Klimakrise und S18

Nach einem VN-Interview mit Markus Wallner vom vergangenen Montag frage ich mich ernsthaft, ob er auch nur ansatzweise verstanden hat, worum es bei der Klimakrise geht. Er ereifert sich darüber, dass Klimaschutz ein Kriterium bei der Beurteilung der S18 sei, meint, man solle sich anschauen, was sonst schon alles gemacht wird, anstatt auch die S18 unter die Lupe zu nehmen. Das ist komplett absurd und gefährlich. Es können heutzutage keine weitreichenden Entscheidungen mehr getroffen werden ohne Klimaschutz mitzubedenken.

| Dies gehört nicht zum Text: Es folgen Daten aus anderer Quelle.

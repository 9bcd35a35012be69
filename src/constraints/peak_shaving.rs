// ============================================================================
// Peak Shaving Constraint
// Clamp the promised peak reduction to what the battery can discharge
// ============================================================================

use crate::numeric::{Kw, NumericResult, Percent};

#[cfg(feature = "serde")]
use serde::{Deserialize, Serialize};

/// Peak reduction the battery can actually deliver.
#[derive(Debug, Clone, PartialEq, Eq)]
#[cfg_attr(feature = "serde", derive(Serialize, Deserialize))]
pub struct PeakShavingOutcome {
    pub current_peak_kw: Kw,
    pub target_percent: Percent,
    /// `current peak × target% / 100`
    pub target_kw: Kw,
    /// `min(target kW, max discharge kW)`
    pub actual_kw: Kw,
    /// `current peak − actual kW`
    pub new_peak_kw: Kw,
    /// The discharge limit cut the target
    pub is_constrained: bool,
    /// Explanation shown to the customer when constrained
    pub message: Option<String>,
}

/// Clamp a peak-shaving target to the battery's discharge power.
///
/// Must run before effect-tariff savings, which consume `actual_kw`.
///
/// ```text
/// current 10 kW, target 80%, battery 5 kW
///   target_kw   = 8
///   actual_kw   = 5   (constrained)
///   new_peak_kw = 5
/// ```
pub fn constrain_peak_shaving(
    current_peak_kw: Kw,
    target_percent: Percent,
    max_discharge_kw: Kw,
) -> NumericResult<PeakShavingOutcome> {
    let target_kw = current_peak_kw.checked_mul(target_percent.percent_to_ratio()?)?;
    let actual_kw = target_kw.min(max_discharge_kw);
    let new_peak_kw = current_peak_kw.checked_sub(actual_kw)?;
    let is_constrained = actual_kw < target_kw;

    let message = is_constrained.then(|| {
        format!(
            "Battery max discharge of {} kW limits peak shaving to {} kW instead of the targeted {} kW",
            max_discharge_kw, actual_kw, target_kw
        )
    });

    Ok(PeakShavingOutcome {
        current_peak_kw,
        target_percent,
        target_kw,
        actual_kw,
        new_peak_kw,
        is_constrained,
        message,
    })
}
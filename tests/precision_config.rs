// ============================================================================
// Precision Configuration
// Runs in its own process so the global setting starts unset
// ============================================================================

use battery_roi::numeric::{
    configure_precision, precision, Amount, NumericError, PrecisionConfig, RoundingMode,
};

#[test]
fn precision_is_configured_once() {
    assert_eq!(precision(), PrecisionConfig::default());

    assert_eq!(
        configure_precision(PrecisionConfig::new(0, RoundingMode::HalfUp)),
        Err(NumericError::InvalidInput)
    );

    configure_precision(PrecisionConfig::new(6, RoundingMode::HalfUp)).unwrap();
    assert_eq!(precision().significant_digits, 6);

    assert_eq!(
        configure_precision(PrecisionConfig::default()),
        Err(NumericError::AlreadyConfigured)
    );

    // 2 / 3 at six significant digits, half-up
    let third = Amount::from_integer(2)
        .checked_div(Amount::from_integer(3))
        .unwrap();
    assert_eq!(third, "0.666667".parse().unwrap());
}
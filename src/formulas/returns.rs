// ============================================================================
// Return Formulas
// Payback period and ROI
// ============================================================================

use crate::numeric::{Amount, Currency, NumericResult};

/// Payback reported when savings never cover the cost.
pub const PAYBACK_NEVER: Amount = Amount::from_raw_parts(999, 0);

/// Years until savings cover the net cost: `net cost ÷ annual savings`.
///
/// Zero (or negative) annual savings return [`PAYBACK_NEVER`] instead of
/// dividing by zero.
pub fn payback_period(net_cost: Currency, annual_savings: Currency) -> NumericResult<Amount> {
    payback_period_with_sentinel(net_cost, annual_savings, PAYBACK_NEVER)
}

/// [`payback_period`] with a caller-chosen sentinel.
pub fn payback_period_with_sentinel(
    net_cost: Currency,
    annual_savings: Currency,
    sentinel: Amount,
) -> NumericResult<Amount> {
    if !annual_savings.is_positive() {
        return Ok(sentinel);
    }
    net_cost.checked_div(annual_savings)
}

/// Return on investment over `years`, in percent.
///
/// `((annual savings × years) − net cost) / net cost × 100`; zero net cost
/// returns 0%.
pub fn roi_percent(net_cost: Currency, annual_savings: Currency, years: u32) -> NumericResult<Amount> {
    if net_cost.is_zero() {
        return Ok(Amount::ZERO);
    }
    annual_savings
        .checked_mul(Amount::from(years))?
        .checked_sub(net_cost)?
        .checked_div(net_cost)?
        .checked_mul(Amount::ONE_HUNDRED)
}
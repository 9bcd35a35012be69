// ============================================================================
// ROI Engine Factory
// Creates engines and revenue schedules from configuration
// ============================================================================

use crate::domain::{
    CalculationInputs, CalculationResult, CampaignConfig, DaysPerMonth, EfficiencySource,
    EngineConfig, SpreadSource, ZoneRateTable,
};
use crate::engine::{FlatRateSchedule, RoiEngine, ZoneCampaignSchedule};
use crate::interfaces::{EventHandler, RevenueSchedule};
use crate::numeric::{Amount, Currency, Ore};
use std::sync::Arc;

// ============================================================================
// Factory Functions
// ============================================================================

/// Creates an ROI engine from configuration
///
/// # Arguments
/// * `config` - Engine configuration
/// * `event_handler` - Event handler for calculation events
///
/// # Example
/// ```
/// use battery_roi::prelude::*;
/// use battery_roi::engine::factory::create_from_config;
/// use std::sync::Arc;
///
/// let config = EngineConfig::observed_market();
/// let engine = create_from_config(config, Arc::new(NoOpEventHandler)).unwrap();
/// assert_eq!(engine.config().spot_spread, SpreadSource::Observed);
/// ```
pub fn create_from_config(
    config: EngineConfig,
    event_handler: Arc<dyn EventHandler>,
) -> CalculationResult<RoiEngine> {
    RoiEngine::new(config, event_handler)
}

/// Selects the grid-services schedule for one calculation
///
/// The campaign applies when the battery is eligible and its zone has a
/// campaign rate; everything else earns the flat rate. The post-campaign rate
/// is the configured override or the inputs' flat rate.
pub fn create_revenue_schedule(
    inputs: &CalculationInputs,
    campaign: &CampaignConfig,
) -> Box<dyn RevenueSchedule> {
    let flat_rate = inputs.grid_services_rate_per_kw_year;

    if !inputs.zone_campaign_eligible {
        return Box::new(FlatRateSchedule::new(flat_rate));
    }

    let campaign_rate = inputs
        .price_zone
        .and_then(|zone| campaign.zone_rates.monthly_rate(zone).map(|rate| (zone, rate)));

    match campaign_rate {
        Some((zone, monthly_rate)) => Box::new(ZoneCampaignSchedule::new(
            zone,
            monthly_rate,
            campaign.campaign_months,
            campaign.post_campaign_rate_per_kw_year.unwrap_or(flat_rate),
        )),
        None => {
            tracing::debug!(
                zone = ?inputs.price_zone,
                "Campaign-eligible battery outside campaign zones, using flat rate"
            );
            Box::new(FlatRateSchedule::new(flat_rate))
        },
    }
}

// ============================================================================
// Builder Pattern for Advanced Configuration
// ============================================================================

/// Builder for creating ROI engines with fluent API
///
/// # Example
/// ```
/// use battery_roi::prelude::*;
/// use battery_roi::engine::factory::RoiEngineBuilder;
/// use std::sync::Arc;
///
/// let engine = RoiEngineBuilder::new()
///     .fixed_spread(Amount::from_integer(120))
///     .battery_efficiency()
///     .with_projection_years(15)
///     .build(Arc::new(NoOpEventHandler))
///     .unwrap();
/// assert_eq!(engine.config().default_projection_years, 15);
/// ```
pub struct RoiEngineBuilder {
    config: EngineConfig,
}

impl RoiEngineBuilder {
    /// Create a new builder with the sales defaults
    pub fn new() -> Self {
        Self {
            config: EngineConfig::new(),
        }
    }

    // ========================================================================
    // Arbitrage Assumptions
    // ========================================================================

    /// Use a flat spread in öre/kWh
    pub fn fixed_spread(mut self, spread_ore: Ore) -> Self {
        self.config.spot_spread = SpreadSource::Fixed(spread_ore);
        self
    }

    /// Use day price minus night price from the inputs
    pub fn observed_spread(mut self) -> Self {
        self.config.spot_spread = SpreadSource::Observed;
        self
    }

    /// Use a flat round-trip efficiency (fraction)
    pub fn fixed_efficiency(mut self, efficiency: Amount) -> Self {
        self.config.round_trip_efficiency = EfficiencySource::Fixed(efficiency);
        self
    }

    /// Use the battery's charge × discharge efficiency
    pub fn battery_efficiency(mut self) -> Self {
        self.config.round_trip_efficiency = EfficiencySource::Battery;
        self
    }

    // ========================================================================
    // Campaign Configuration
    // ========================================================================

    /// Set the campaign length
    pub fn with_campaign_months(mut self, months: u32) -> Self {
        self.config.campaign.campaign_months = months;
        self
    }

    /// Replace the zone rate table
    pub fn with_zone_rates(mut self, zone_rates: ZoneRateTable) -> Self {
        self.config.campaign.zone_rates = zone_rates;
        self
    }

    /// Override the post-campaign rate
    pub fn with_post_campaign_rate(mut self, rate_per_kw_year: Currency) -> Self {
        self.config.campaign.post_campaign_rate_per_kw_year = Some(rate_per_kw_year);
        self
    }

    // ========================================================================
    // Additional Configuration
    // ========================================================================

    /// Set days per year
    pub fn with_days_per_year(mut self, days: Amount) -> Self {
        self.config.days_per_year = days;
        self
    }

    /// Set the consumption days-per-month convention
    pub fn with_consumption_days(mut self, days: DaysPerMonth) -> Self {
        self.config.consumption_days = days;
        self
    }

    /// Set the default projection horizon
    pub fn with_projection_years(mut self, years: u32) -> Self {
        self.config.default_projection_years = years;
        self
    }

    /// Set the never-pays-back sentinel
    pub fn with_payback_sentinel(mut self, sentinel: Amount) -> Self {
        self.config.payback_sentinel = sentinel;
        self
    }

    /// Skip input validation
    pub fn without_input_validation(mut self) -> Self {
        self.config.validate_inputs = false;
        self
    }

    // ========================================================================
    // Preset Configurations
    // ========================================================================

    /// Apply the sales-facing configuration
    pub fn sales_transparent() -> Self {
        Self {
            config: EngineConfig::sales_transparent(),
        }
    }

    /// Apply the market-data configuration
    pub fn observed_market() -> Self {
        Self {
            config: EngineConfig::observed_market(),
        }
    }

    // ========================================================================
    // Build
    // ========================================================================

    /// Build the ROI engine
    pub fn build(self, event_handler: Arc<dyn EventHandler>) -> CalculationResult<RoiEngine> {
        create_from_config(self.config, event_handler)
    }

    /// Get the configuration without building (for inspection)
    pub fn get_config(&self) -> &EngineConfig {
        &self.config
    }
}

impl Default for RoiEngineBuilder {
    fn default() -> Self {
        Self::new()
    }
}
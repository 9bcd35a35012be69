// ============================================================================
// Grid Tariff
// Monthly effect (power) tariff and the hours it treats as "day"
// ============================================================================

use super::errors::{ensure_non_negative, CalculationError, CalculationResult};
use crate::numeric::Currency;

#[cfg(feature = "serde")]
use serde::{Deserialize, Serialize};

/// Grid operator's effect tariff.
///
/// Rates are per kW of monthly peak. The day window is `[day_start_hour,
/// day_end_hour)`; a start after the end wraps past midnight.
#[derive(Debug, Clone, Copy, PartialEq, Eq)]
#[cfg_attr(feature = "serde", derive(Serialize, Deserialize))]
pub struct TariffInfo {
    pub day_rate_per_kw: Currency,
    pub night_rate_per_kw: Currency,
    pub day_start_hour: u8,
    pub day_end_hour: u8,
}

impl TariffInfo {
    pub fn new(
        day_rate_per_kw: Currency,
        night_rate_per_kw: Currency,
        day_start_hour: u8,
        day_end_hour: u8,
    ) -> Self {
        Self {
            day_rate_per_kw,
            night_rate_per_kw,
            day_start_hour,
            day_end_hour,
        }
    }

    /// Builder method: Set the day window
    pub fn with_day_window(mut self, start_hour: u8, end_hour: u8) -> Self {
        self.day_start_hour = start_hour;
        self.day_end_hour = end_hour;
        self
    }

    /// Whether `hour` (0-23) falls in the day window.
    pub fn is_day_hour(&self, hour: u8) -> bool {
        if self.day_start_hour <= self.day_end_hour {
            hour >= self.day_start_hour && hour < self.day_end_hour
        } else {
            hour >= self.day_start_hour || hour < self.day_end_hour
        }
    }

    /// Number of hours per day counted as "day".
    pub fn day_hours(&self) -> u8 {
        (0..24).filter(|hour| self.is_day_hour(*hour)).count() as u8
    }

    /// Validate the tariff
    pub fn validate(&self) -> CalculationResult<()> {
        ensure_non_negative("tariff.day_rate_per_kw", self.day_rate_per_kw)?;
        ensure_non_negative("tariff.night_rate_per_kw", self.night_rate_per_kw)?;

        if self.day_start_hour > 23 {
            return Err(CalculationError::invalid_input(
                "tariff.day_start_hour",
                format!("must be 0-23, got {}", self.day_start_hour),
            ));
        }
        if self.day_end_hour > 24 {
            return Err(CalculationError::invalid_input(
                "tariff.day_end_hour",
                format!("must be 0-24, got {}", self.day_end_hour),
            ));
        }

        Ok(())
    }
}

impl Default for TariffInfo {
    /// No effect tariff, day window 06-22.
    fn default() -> Self {
        Self::new(Currency::ZERO, Currency::ZERO, 6, 22)
    }
}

Dass das unser Landeshauptmann anders zu sehen scheint, macht Angst. Er rechtfertigt Klimazerstörung durch Straßenbau mit anderen Maßnahmen – versucht die S18 mit allen Mitteln zu greenwashen. Eigentlich sollte es um die Lösung der Klimakrise gehen. Es sollte um die Frage gehen, wie wir Kindern eine lebenswerte Zukunft garantieren können, und nicht darum, wie ein fossiles Großprojekt entgegen jeder Vernunft umgesetzt werden kann.